(Stored data)
----------------

//! Packet-receive capability.
//!
//! The engine never talks to a NIC directly: each configured port is opened
//! through a [`PortDriver`], which hands back a [`PacketSource`] the capture
//! worker polls in bursts.

use crate::config::PortSpec;
use std::collections::{HashMap, VecDeque};
use std::fs::File;
use std::io;
use std::path::PathBuf;
use std::thread;
use std::time::Duration;
use tracing::{info, warn};

/// A received frame.
#[derive(Debug, Clone, PartialEq, Eq)]
pub struct Packet {
    pub data: Vec<u8>,
    /// Length on the wire; may exceed `data.len()` for truncated captures
    pub wire_len: u32,
}

impl Packet {
    pub fn new(data: Vec<u8>) -> Self {
        let wire_len = data.len() as u32;
        Packet { data, wire_len }
    }
}

/// Receive counters reported by a source.
#[derive(Debug, Clone, Copy, PartialEq, Eq, Default)]
pub struct PortStats {
    pub rx_packets: u64,
    pub rx_bytes: u64,
    /// Packets dropped by the receiver before being polled
    pub missed: u64,
    /// Receive failures for lack of buffers
    pub no_buffer: u64,
}

/// A port receive queue.
pub trait PacketSource: Send {
    /// Appends up to `max` received packets to `buf` and returns how many
    /// were added. May block briefly when nothing is pending.
    fn rx_burst(&mut self, buf: &mut Vec<Packet>, max: usize) -> usize;

    fn stats(&self) -> PortStats;
}

/// Opens receive queues for configured ports.
pub trait PortDriver {
    fn open(&self, port: &PortSpec) -> io::Result<Box<dyn PacketSource>>;
}

/// Replays a fixed list of packets, then idles.
#[derive(Debug)]
pub struct ReplaySource {
    queue: VecDeque<Packet>,
    stats: PortStats,
    idle: Duration,
}

impl ReplaySource {
    pub const DEFAULT_IDLE: Duration = Duration::from_millis(1);

    pub fn new(packets: Vec<Packet>) -> Self {
        ReplaySource {
            queue: packets.into(),
            stats: PortStats::default(),
            idle: Self::DEFAULT_IDLE,
        }
    }

    pub fn remaining(&self) -> usize {
        self.queue.len()
    }
}

impl PacketSource for ReplaySource {
    fn rx_burst(&mut self, buf: &mut Vec<Packet>, max: usize) -> usize {
        if self.queue.is_empty() {
            thread::sleep(self.idle);
            return 0;
        }
        let n = max.min(self.queue.len());
        for packet in self.queue.drain(..n) {
            self.stats.rx_packets += 1;
            self.stats.rx_bytes += u64::from(packet.wire_len);
            buf.push(packet);
        }
        n
    }

    fn stats(&self) -> PortStats {
        self.stats
    }
}

/// Serves in-memory packet lists keyed by port index.
///
/// Ports without packets open as empty sources.
#[derive(Debug, Default, Clone)]
pub struct ReplayDriver {
    packets: HashMap<u8, Vec<Packet>>,
}

impl ReplayDriver {
    pub fn new() -> Self {
        Self::default()
    }

    pub fn with_packets(mut self, port: u8, packets: Vec<Packet>) -> Self {
        self.packets.entry(port).or_default().extend(packets);
        self
    }
}

impl PortDriver for ReplayDriver {
    fn open(&self, port: &PortSpec) -> io::Result<Box<dyn PacketSource>> {
        let packets = self.packets.get(&port.index).cloned().unwrap_or_default();
        Ok(Box::new(ReplaySource::new(packets)))
    }
}

/// Replays pcap capture files, one per port.
#[derive(Debug, Default, Clone)]
pub struct PcapDriver {
    files: HashMap<u8, PathBuf>,
}

impl PcapDriver {
    pub fn new(files: HashMap<u8, PathBuf>) -> Self {
        PcapDriver { files }
    }

    fn read_packets(path: &PathBuf) -> io::Result<Vec<Packet>> {
        let file = File::open(path)?;
        let mut reader = pcap_file::pcap::PcapReader::new(file)
            .map_err(|e| io::Error::new(io::ErrorKind::InvalidData, e))?;

        let mut packets = Vec::new();
        while let Some(packet) = reader.next_packet() {
            let packet = packet.map_err(|e| io::Error::new(io::ErrorKind::InvalidData, e))?;
            packets.push(Packet {
                data: packet.data.into_owned(),
                wire_len: packet.orig_len,
            });
        }
        Ok(packets)
    }
}

impl PortDriver for PcapDriver {
    fn open(&self, port: &PortSpec) -> io::Result<Box<dyn PacketSource>> {
        let Some(path) = self.files.get(&port.index) else {
            warn!(port = port.index, "no capture file for port, it will stay idle");
            return Ok(Box::new(ReplaySource::new(Vec::new())));
        };
        let packets = Self::read_packets(path)?;
        info!(
            port = port.index,
            path = %path.display(),
            packets = packets.len(),
            "opened capture file"
        );
        Ok(Box::new(ReplaySource::new(packets)))
    }
}

#[cfg(test)]
mod tests {
    use super::*;
    use flowstat_types::VlanId;
    use pretty_assertions::assert_eq;

    fn port(index: u8) -> PortSpec {
        PortSpec {
            index,
            description: String::new(),
            native_vlan: VlanId::new(1).unwrap(),
            tagged_vlans: Vec::new(),
        }
    }

    #[test]
    fn test_replay_bursts() {
        let packets = (0..5u8).map(|i| Packet::new(vec![i; 60])).collect();
        let mut source = ReplaySource::new(packets);
        let mut buf = Vec::new();

        assert_eq!(source.rx_burst(&mut buf, 3), 3);
        assert_eq!(source.rx_burst(&mut buf, 3), 2);
        assert_eq!(source.rx_burst(&mut buf, 3), 0);
        assert_eq!(buf.len(), 5);
        assert_eq!(buf[4].data[0], 4);
        assert_eq!(
            source.stats(),
            PortStats {
                rx_packets: 5,
                rx_bytes: 300,
                ..Default::default()
            }
        );
    }

    #[test]
    fn test_replay_driver_ports() {
        let driver = ReplayDriver::new().with_packets(2, vec![Packet::new(vec![0; 64])]);
        let mut buf = Vec::new();
        assert_eq!(driver.open(&port(2)).unwrap().rx_burst(&mut buf, 32), 1);
        assert_eq!(driver.open(&port(5)).unwrap().rx_burst(&mut buf, 32), 0);
    }

    #[test]
    fn test_pcap_replay() {
        use pcap_file::pcap::{PcapPacket, PcapWriter};

        let file = tempfile::NamedTempFile::new().unwrap();
        {
            let mut writer = PcapWriter::new(file.reopen().unwrap()).unwrap();
            let frame = [0xaau8; 64];
            writer
                .write_packet(&PcapPacket::new(Duration::from_secs(1), 64, &frame))
                .unwrap();
            writer
                .write_packet(&PcapPacket::new(Duration::from_secs(2), 1514, &frame))
                .unwrap();
        }

        let driver = PcapDriver::new(HashMap::from([(0, file.path().to_path_buf())]));
        let mut source = driver.open(&port(0)).unwrap();
        let mut buf = Vec::new();
        assert_eq!(source.rx_burst(&mut buf, 32), 2);
        assert_eq!(buf[1].wire_len, 1514);
        assert_eq!(buf[1].data.len(), 64);

        // ports without a file idle instead of failing
        assert_eq!(driver.open(&port(1)).unwrap().rx_burst(&mut buf, 32), 0);
    }

    #[test]
    fn test_pcap_missing_file() {
        let driver = PcapDriver::new(HashMap::from([(0, PathBuf::from("/nonexistent.pcap"))]));
        assert!(driver.open(&port(0)).is_err());
    }
}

----------------

* WORK ORDER
Copy every line in the entries above that has the string "configured" in it.

* EXPECTED ANSWER
//! The engine never talks to a NIC directly: each configured port is opened
/// Opens receive queues for configured ports.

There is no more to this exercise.